Ella cabalgó directo y se detuvo a unos 500 metros del ejército de 10.000 efectivos. Lucian y un jinete se adelantaron para encontrarse con el líder de esta fuerza. Las cejas de Damián se levantaron cuando sintió la firma de maná del compañero de Lucian, vestido con armadura completa de metal. ¿Qué estaba haciendo ella allí?
Intercambiaron algunas palabras —palabras vacías ofreciendo misericordia si retrocedían. Ninguno de los lados quería hacerlo. Ambos volvieron a su gente, y entonces comenzó.
La armadura de Lucian estaba especialmente hecha por Damián. Todas las diversas piezas tenían solo dos hechizos en ellas: un hechizo de almacenamiento espacial y un hechizo de mejora de aura. Lucian no activó ninguno mientras avanzaba —los siete humanos alrededor de ella.

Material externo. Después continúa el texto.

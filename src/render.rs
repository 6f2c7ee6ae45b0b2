/*
render.rs

Copyright 2026 The Amazeing Authors

This file is part of Amazeing.

Amazeing is free software: you can redistribute it and/or modify it under the
terms of the GNU General Public License as published by the Free Software
Foundation, either version 3 of the License, or (at your option) any later
version.

Amazeing is distributed in the hope that it will be useful, but WITHOUT ANY
WARRANTY; without even the implied warranty of MERCHANTABILITY or FITNESS FOR
A PARTICULAR PURPOSE. See the GNU General Public License for more details.

You should have received a copy of the GNU General Public License along with
Amazeing. If not, see <https://www.gnu.org/licenses/>.

SPDX-License-Identifier: GPL-3.0-or-later
*/

//! Static ASCII rendering of the maze.
//!
//! The maze and the optional solution path are drawn read-only, cell by
//! cell: `E` marks the entry, `X` the exit, `#` fills obstacle cells, and
//! `.` marks the cells of the solution path.

use std::collections::HashSet;

use crate::maze::cell::{Direction, Pos};
use crate::maze::grid::Grid;
use crate::maze::solver::Path;

/// Render the maze, and the solution path when given, as ASCII art.
pub fn render_ascii(grid: &Grid, path: Option<&Path>) -> String {
    let on_path = path_cells(grid, path);
    let mut out = String::new();

    // Top border, following the North walls of the first row.
    for x in 0..grid.width {
        out.push_str(if grid.has_wall(Pos::new(x, 0), Direction::North) {
            "+---"
        } else {
            "+   "
        });
    }
    out.push_str("+\n");

    for y in 0..grid.height {
        // West walls and cell interiors.
        for x in 0..grid.width {
            let pos = Pos::new(x, y);
            out.push(if grid.has_wall(pos, Direction::West) {
                '|'
            } else {
                ' '
            });
            out.push_str(cell_content(grid, pos, &on_path));
        }
        out.push_str("|\n");

        // South walls.
        for x in 0..grid.width {
            out.push_str(if grid.has_wall(Pos::new(x, y), Direction::South) {
                "+---"
            } else {
                "+   "
            });
        }
        out.push_str("+\n");
    }
    out
}

fn cell_content(grid: &Grid, pos: Pos, on_path: &HashSet<Pos>) -> &'static str {
    if pos == grid.entry {
        " E "
    } else if pos == grid.exit {
        " X "
    } else if grid.is_obstacle(pos) {
        "###"
    } else if on_path.contains(&pos) {
        " . "
    } else {
        "   "
    }
}

/// Cells traversed by the solution path, entry and exit included.
fn path_cells(grid: &Grid, path: Option<&Path>) -> HashSet<Pos> {
    let mut cells: HashSet<Pos> = HashSet::new();
    let Some(path) = path else {
        return cells;
    };

    let mut pos = grid.entry;
    cells.insert(pos);
    for &direction in path.moves() {
        match grid.neighbor_pos(pos, direction) {
            Some(next) => pos = next,
            None => break,
        }
        cells.insert(pos);
    }
    cells
}

#[cfg(test)]
mod tests {
    use super::*;

    #[test]
    fn corridor_with_solution() {
        let mut grid = Grid::new(3, 1, Pos::new(0, 0), Pos::new(2, 0)).expect("valid grid");
        grid.carve_between(Pos::new(0, 0), Direction::East);
        grid.carve_between(Pos::new(1, 0), Direction::East);
        let path = crate::maze::solver::solve(&mut grid).expect("solvable");

        let art = render_ascii(&grid, Some(&path));
        let expected = "\
+---+---+---+
| E   .   X |
+---+---+---+
";
        assert_eq!(art, expected);
    }

    #[test]
    fn obstacle_cells_are_filled() {
        let grid = Grid::new(9, 7, Pos::new(0, 0), Pos::new(8, 6)).expect("valid grid");
        let art = render_ascii(&grid, None);
        // (1, 1) is the top-left obstacle cell.
        let row: &str = art.lines().nth(3).expect("row present");
        assert!(row.contains("###"));
    }
}
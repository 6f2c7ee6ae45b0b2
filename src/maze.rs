/*
maze.rs

Copyright 2026 The Amazeing Authors

This file is part of Amazeing.

Amazeing is free software: you can redistribute it and/or modify it under the
terms of the GNU General Public License as published by the Free Software
Foundation, either version 3 of the License, or (at your option) any later
version.

Amazeing is distributed in the hope that it will be useful, but WITHOUT ANY
WARRANTY; without even the implied warranty of MERCHANTABILITY or FITNESS FOR
A PARTICULAR PURPOSE. See the GNU General Public License for more details.

You should have received a copy of the GNU General Public License along with
Amazeing. If not, see <https://www.gnu.org/licenses/>.

SPDX-License-Identifier: GPL-3.0-or-later
*/

//! Generate and solve maze puzzles.
//!
//! A maze is a [`grid::Grid`] of [`cell::Cell`] values sharing one
//! invariant: the wall state of two adjacent cells always agrees, because
//! walls are only opened through [`grid::Grid::carve_between`].
//!
//! Generation is a pipeline over a grid that is mutated in place by one
//! stage at a time:
//!
//! * [`grid::Grid::new`] builds the fully walled grid, stamps the fixed
//!   obstacle region in its center, and validates the entry and exit cells.
//! * A [`carver::Carver`] ([`dfs::DfsBacktracker`] or
//!   [`growing_tree::GrowingTree`], selected by
//!   [`generator::Algorithm`]) carves a perfect maze: a spanning tree over
//!   the reachable non-obstacle cells.
//! * [`imperfect::make_imperfect`] optionally reopens a bounded fraction of
//!   the remaining internal walls to introduce cycles.
//! * [`solver::solve`] finds the shortest entry to exit path with a
//!   breadth-first search and returns it as a [`solver::Path`].
//!
//! After solving, the grid and the path are plain read-only data for the
//! output writer and the renderers.

pub mod carver;
pub mod cell;
pub mod dfs;
pub mod generator;
pub mod grid;
pub mod growing_tree;
pub mod imperfect;
pub mod solver;
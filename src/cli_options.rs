/*
cli_options.rs

Copyright 2026 The Amazeing Authors

This file is part of Amazeing.

Amazeing is free software: you can redistribute it and/or modify it under the
terms of the GNU General Public License as published by the Free Software
Foundation, either version 3 of the License, or (at your option) any later
version.

Amazeing is distributed in the hope that it will be useful, but WITHOUT ANY
WARRANTY; without even the implied warranty of MERCHANTABILITY or FITNESS FOR
A PARTICULAR PURPOSE. See the GNU General Public License for more details.

You should have received a copy of the GNU General Public License along with
Amazeing. If not, see <https://www.gnu.org/licenses/>.

SPDX-License-Identifier: GPL-3.0-or-later
*/

//! Process command-line options.

use clap::Parser;
use std::env;
use std::path::PathBuf;

/// Generate, solve, and render a maze puzzle from a configuration file.
#[derive(Parser)]
#[command(about, long_about = None, version)]
pub struct Args {
    /// Path to the maze configuration file
    pub config: PathBuf,

    /// Print the maze and its solution as ASCII art
    #[arg(short, long, default_value_t = false)]
    pub ascii: bool,

    /// Enable debug messages
    #[arg(short, long, default_value_t = false)]
    pub debug: bool,
}

/// Parse the command-line options and initialize logging.
pub fn parse() -> Args {
    let args: Args = Args::parse();

    if args.debug {
        unsafe {
            env::set_var("RUST_LOG", "debug");
        }
    }
    env_logger::init();
    args
}
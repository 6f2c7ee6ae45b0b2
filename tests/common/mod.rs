/*
mod.rs

Copyright 2026 The Amazeing Authors

This file is part of Amazeing.

Amazeing is free software: you can redistribute it and/or modify it under the
terms of the GNU General Public License as published by the Free Software
Foundation, either version 3 of the License, or (at your option) any later
version.

Amazeing is distributed in the hope that it will be useful, but WITHOUT ANY
WARRANTY; without even the implied warranty of MERCHANTABILITY or FITNESS FOR
A PARTICULAR PURPOSE. See the GNU General Public License for more details.

You should have received a copy of the GNU General Public License along with
Amazeing. If not, see <https://www.gnu.org/licenses/>.

SPDX-License-Identifier: GPL-3.0-or-later
*/

//! Common test utilities shared across integration tests.

use std::collections::{HashMap, HashSet, VecDeque};

use amazeing::{Direction, Grid, Pos};

/// Assert the wall-symmetry invariant over the whole grid: a cell has a wall
/// toward its neighbor exactly when the neighbor has the facing wall.
pub fn assert_wall_symmetry(grid: &Grid) {
    for cell in grid.cells() {
        for direction in Direction::ALL {
            if let Some(neighbor) = grid.neighbor_pos(cell.pos, direction) {
                assert_eq!(
                    grid.has_wall(cell.pos, direction),
                    grid.has_wall(neighbor, direction.opposite()),
                    "wall mismatch between {} and {neighbor}",
                    cell.pos
                );
            }
        }
    }
}

/// Number of cells outside the obstacle region.
pub fn non_obstacle_count(grid: &Grid) -> usize {
    grid.cells().filter(|cell| !cell.is_obstacle).count()
}

/// Number of open walls between adjacent cells, counting each wall once.
pub fn open_wall_count(grid: &Grid) -> usize {
    let mut count: usize = 0;
    for cell in grid.cells() {
        for direction in [Direction::East, Direction::South] {
            if grid.neighbor_pos(cell.pos, direction).is_some() && !cell.has_wall(direction) {
                count += 1;
            }
        }
    }
    count
}

/// Cells reachable from `from` through open walls, independently of the
/// transient visited markers.
pub fn reachable_cells(grid: &Grid, from: Pos) -> HashSet<Pos> {
    let mut seen: HashSet<Pos> = HashSet::from([from]);
    let mut queue: VecDeque<Pos> = VecDeque::from([from]);
    while let Some(current) = queue.pop_front() {
        for direction in Direction::ALL {
            if grid.has_wall(current, direction) {
                continue;
            }
            if let Some(next) = grid.neighbor_pos(current, direction) {
                if seen.insert(next) {
                    queue.push_back(next);
                }
            }
        }
    }
    seen
}

/// Reference shortest-path distance in moves, or `None` when unreachable.
/// Plain unweighted BFS, independent of the solver under test.
pub fn bfs_distance(grid: &Grid, from: Pos, to: Pos) -> Option<usize> {
    let mut distances: HashMap<Pos, usize> = HashMap::from([(from, 0)]);
    let mut queue: VecDeque<Pos> = VecDeque::from([from]);
    while let Some(current) = queue.pop_front() {
        let distance = distances[&current];
        if current == to {
            return Some(distance);
        }
        for direction in Direction::ALL {
            if grid.has_wall(current, direction) {
                continue;
            }
            if let Some(next) = grid.neighbor_pos(current, direction) {
                if !distances.contains_key(&next) {
                    distances.insert(next, distance + 1);
                    queue.push_back(next);
                }
            }
        }
    }
    None
}

/// Wall masks of all the cells in row-major order, for layout comparisons.
pub fn wall_layout(grid: &Grid) -> Vec<u8> {
    grid.cells().map(|cell| cell.walls).collect()
}
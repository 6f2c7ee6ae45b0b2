/*
main.rs

Copyright 2026 The Amazeing Authors

This file is part of Amazeing.

Amazeing is free software: you can redistribute it and/or modify it under the
terms of the GNU General Public License as published by the Free Software
Foundation, either version 3 of the License, or (at your option) any later
version.

Amazeing is distributed in the hope that it will be useful, but WITHOUT ANY
WARRANTY; without even the implied warranty of MERCHANTABILITY or FITNESS FOR
A PARTICULAR PURPOSE. See the GNU General Public License for more details.

You should have received a copy of the GNU General Public License along with
Amazeing. If not, see <https://www.gnu.org/licenses/>.

SPDX-License-Identifier: GPL-3.0-or-later
*/

use log::info;
use std::process::ExitCode;

use amazeing::config::Config;
use amazeing::maze::generator;
use amazeing::maze::solver;
use amazeing::{cli_options, render, writer};

fn main() -> ExitCode {
    let args = cli_options::parse();

    let config = match Config::from_file(&args.config) {
        Ok(config) => config,
        Err(err) => {
            eprintln!("{err}");
            return ExitCode::FAILURE;
        }
    };

    let mut grid = match generator::generate_maze(&config) {
        Ok(grid) => grid,
        Err(err) => {
            eprintln!("{err}");
            return ExitCode::FAILURE;
        }
    };

    let solution = solver::solve(&mut grid);
    match &solution {
        Some(path) => info!("solution with {} moves: {path}", path.len()),
        None => eprintln!("no path from {} to {}", grid.entry, grid.exit),
    }

    if let Err(err) = writer::write_output(&grid, &config.output_file) {
        eprintln!("cannot write {}: {err}", config.output_file.display());
        return ExitCode::FAILURE;
    }

    if args.ascii {
        print!("{}", render::render_ascii(&grid, solution.as_ref()));
    }

    ExitCode::SUCCESS
}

Los soldados que observaban esto desde la muralla comenzaron a golpear sus escudos y armaduras para apoyar el coraje que los pocos de ellos habían mostrado. Ninguno se había dado cuenta de que era su princesa cabalgando junto a Lucian.
Cuando quedaban cien metros o menos entre los dos bandos, Lucian activó su habilidad de congelación y saltó de su caballo, sumergiéndose dentro de un agujero de gusano y apareciendo alto en el cielo sobre el ejército reunido. Los miembros de las tribus siguieron mirando alrededor para encontrarla mientras ella caía desde lo alto, desatando una habilidad de congelación de alma fría, creando nubes de aire blanco denso. Antes de que siquiera aterrizara, la habilidad había comenzado a congelar vivos a cientos de personas que no eran conscientes de lo que estaba sucediendo, ubicadas en la sección media del ejército.
Sus siete compañeros estaban usando armas y herramientas rúnicas que lanzaban hechizo tras hechizo —algunos de los cuales fueron hechos por el mismo Damián. Tierra fangosa, enredaderas espinosas e incluso formas de tierra únicas —todos los hechizos que podrían dificultar que los oponentes se aliaran contra ellos.